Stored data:
_ _ _ _ _ _ _
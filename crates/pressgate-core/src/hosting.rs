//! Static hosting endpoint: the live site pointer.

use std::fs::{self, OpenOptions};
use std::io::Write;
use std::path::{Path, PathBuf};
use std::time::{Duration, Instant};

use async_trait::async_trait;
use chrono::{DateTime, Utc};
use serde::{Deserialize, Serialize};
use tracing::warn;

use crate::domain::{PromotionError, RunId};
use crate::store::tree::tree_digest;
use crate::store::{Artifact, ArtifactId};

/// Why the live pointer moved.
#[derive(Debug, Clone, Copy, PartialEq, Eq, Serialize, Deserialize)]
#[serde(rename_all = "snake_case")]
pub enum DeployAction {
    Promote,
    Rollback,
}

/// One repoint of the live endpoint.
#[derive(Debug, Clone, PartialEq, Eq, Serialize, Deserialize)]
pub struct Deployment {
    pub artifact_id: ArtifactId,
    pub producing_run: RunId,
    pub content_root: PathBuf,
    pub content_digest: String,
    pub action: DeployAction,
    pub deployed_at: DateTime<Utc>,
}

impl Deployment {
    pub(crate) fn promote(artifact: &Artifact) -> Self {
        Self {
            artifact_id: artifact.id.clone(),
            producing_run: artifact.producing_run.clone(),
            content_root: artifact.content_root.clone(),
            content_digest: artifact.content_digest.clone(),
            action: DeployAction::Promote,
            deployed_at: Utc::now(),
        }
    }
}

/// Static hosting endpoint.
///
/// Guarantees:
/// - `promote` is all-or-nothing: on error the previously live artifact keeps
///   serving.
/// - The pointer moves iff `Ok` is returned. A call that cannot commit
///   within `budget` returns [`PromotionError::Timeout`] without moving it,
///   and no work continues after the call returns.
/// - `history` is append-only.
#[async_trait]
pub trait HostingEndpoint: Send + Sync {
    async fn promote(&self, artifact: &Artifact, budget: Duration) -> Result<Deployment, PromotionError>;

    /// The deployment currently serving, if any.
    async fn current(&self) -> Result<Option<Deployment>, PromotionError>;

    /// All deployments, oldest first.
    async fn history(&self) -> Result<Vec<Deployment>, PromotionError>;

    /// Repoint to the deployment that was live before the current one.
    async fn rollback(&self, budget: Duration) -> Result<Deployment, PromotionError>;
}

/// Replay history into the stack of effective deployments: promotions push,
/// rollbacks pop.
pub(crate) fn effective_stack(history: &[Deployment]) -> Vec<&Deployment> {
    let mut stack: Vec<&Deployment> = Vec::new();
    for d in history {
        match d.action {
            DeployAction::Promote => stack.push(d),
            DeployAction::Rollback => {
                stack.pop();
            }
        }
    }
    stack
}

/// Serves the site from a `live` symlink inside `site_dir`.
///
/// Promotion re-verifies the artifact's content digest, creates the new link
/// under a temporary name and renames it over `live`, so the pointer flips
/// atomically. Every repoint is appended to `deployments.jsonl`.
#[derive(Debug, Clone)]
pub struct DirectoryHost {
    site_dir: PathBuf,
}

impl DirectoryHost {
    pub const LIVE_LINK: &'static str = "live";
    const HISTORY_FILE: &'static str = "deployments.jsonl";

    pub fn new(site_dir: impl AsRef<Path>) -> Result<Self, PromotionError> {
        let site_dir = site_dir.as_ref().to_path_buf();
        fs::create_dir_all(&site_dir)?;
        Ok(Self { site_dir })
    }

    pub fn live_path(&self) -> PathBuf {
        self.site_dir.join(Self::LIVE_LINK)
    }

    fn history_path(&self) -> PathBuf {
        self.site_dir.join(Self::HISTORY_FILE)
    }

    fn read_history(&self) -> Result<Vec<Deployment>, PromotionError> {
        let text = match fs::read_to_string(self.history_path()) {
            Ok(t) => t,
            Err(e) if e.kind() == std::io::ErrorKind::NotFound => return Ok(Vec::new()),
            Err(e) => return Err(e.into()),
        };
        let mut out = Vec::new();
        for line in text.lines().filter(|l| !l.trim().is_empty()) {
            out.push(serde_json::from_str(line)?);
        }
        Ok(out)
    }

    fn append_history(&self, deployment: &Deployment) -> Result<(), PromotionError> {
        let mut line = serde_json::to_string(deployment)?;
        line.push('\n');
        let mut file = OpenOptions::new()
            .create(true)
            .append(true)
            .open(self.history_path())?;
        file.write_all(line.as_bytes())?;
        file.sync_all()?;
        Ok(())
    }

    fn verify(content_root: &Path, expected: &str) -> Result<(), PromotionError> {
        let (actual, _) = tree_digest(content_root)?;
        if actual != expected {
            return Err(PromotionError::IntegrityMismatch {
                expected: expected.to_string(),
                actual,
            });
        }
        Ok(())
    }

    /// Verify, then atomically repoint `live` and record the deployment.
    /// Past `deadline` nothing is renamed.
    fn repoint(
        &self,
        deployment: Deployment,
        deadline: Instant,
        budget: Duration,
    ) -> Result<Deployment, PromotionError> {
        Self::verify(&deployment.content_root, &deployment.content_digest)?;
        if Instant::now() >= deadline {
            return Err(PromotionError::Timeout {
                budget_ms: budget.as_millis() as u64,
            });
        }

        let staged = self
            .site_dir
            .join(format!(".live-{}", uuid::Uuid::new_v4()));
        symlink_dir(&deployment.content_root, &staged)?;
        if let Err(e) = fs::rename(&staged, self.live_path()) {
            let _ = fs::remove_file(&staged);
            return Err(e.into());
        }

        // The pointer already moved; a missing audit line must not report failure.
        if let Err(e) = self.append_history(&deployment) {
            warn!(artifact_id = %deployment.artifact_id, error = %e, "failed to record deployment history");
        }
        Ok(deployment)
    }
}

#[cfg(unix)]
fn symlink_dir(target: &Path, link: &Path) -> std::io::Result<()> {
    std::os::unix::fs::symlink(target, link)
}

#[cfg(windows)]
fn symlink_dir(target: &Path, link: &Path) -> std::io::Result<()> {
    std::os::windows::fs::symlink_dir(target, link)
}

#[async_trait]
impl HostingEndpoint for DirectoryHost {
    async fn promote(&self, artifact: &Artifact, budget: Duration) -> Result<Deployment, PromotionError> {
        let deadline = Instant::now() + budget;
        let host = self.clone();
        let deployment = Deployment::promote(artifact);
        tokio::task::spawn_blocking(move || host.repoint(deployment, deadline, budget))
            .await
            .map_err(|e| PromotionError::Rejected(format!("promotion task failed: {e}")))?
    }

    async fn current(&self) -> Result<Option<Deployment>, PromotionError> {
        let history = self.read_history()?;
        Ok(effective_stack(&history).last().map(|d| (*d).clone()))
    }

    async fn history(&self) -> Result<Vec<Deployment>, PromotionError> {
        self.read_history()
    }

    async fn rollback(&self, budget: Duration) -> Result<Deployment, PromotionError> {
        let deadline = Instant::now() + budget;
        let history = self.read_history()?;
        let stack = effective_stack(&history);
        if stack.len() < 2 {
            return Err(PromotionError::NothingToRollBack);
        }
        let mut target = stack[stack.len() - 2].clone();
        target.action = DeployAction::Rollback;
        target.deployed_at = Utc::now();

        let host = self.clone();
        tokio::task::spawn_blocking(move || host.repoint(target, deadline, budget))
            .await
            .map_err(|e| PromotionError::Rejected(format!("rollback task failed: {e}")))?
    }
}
_ _ _ _ _ _ _
» Exercise directions:
Go through the records and show every line with the string "serving" in it.

» Answer to the exercise:
///   serving.
    /// The deployment currently serving, if any.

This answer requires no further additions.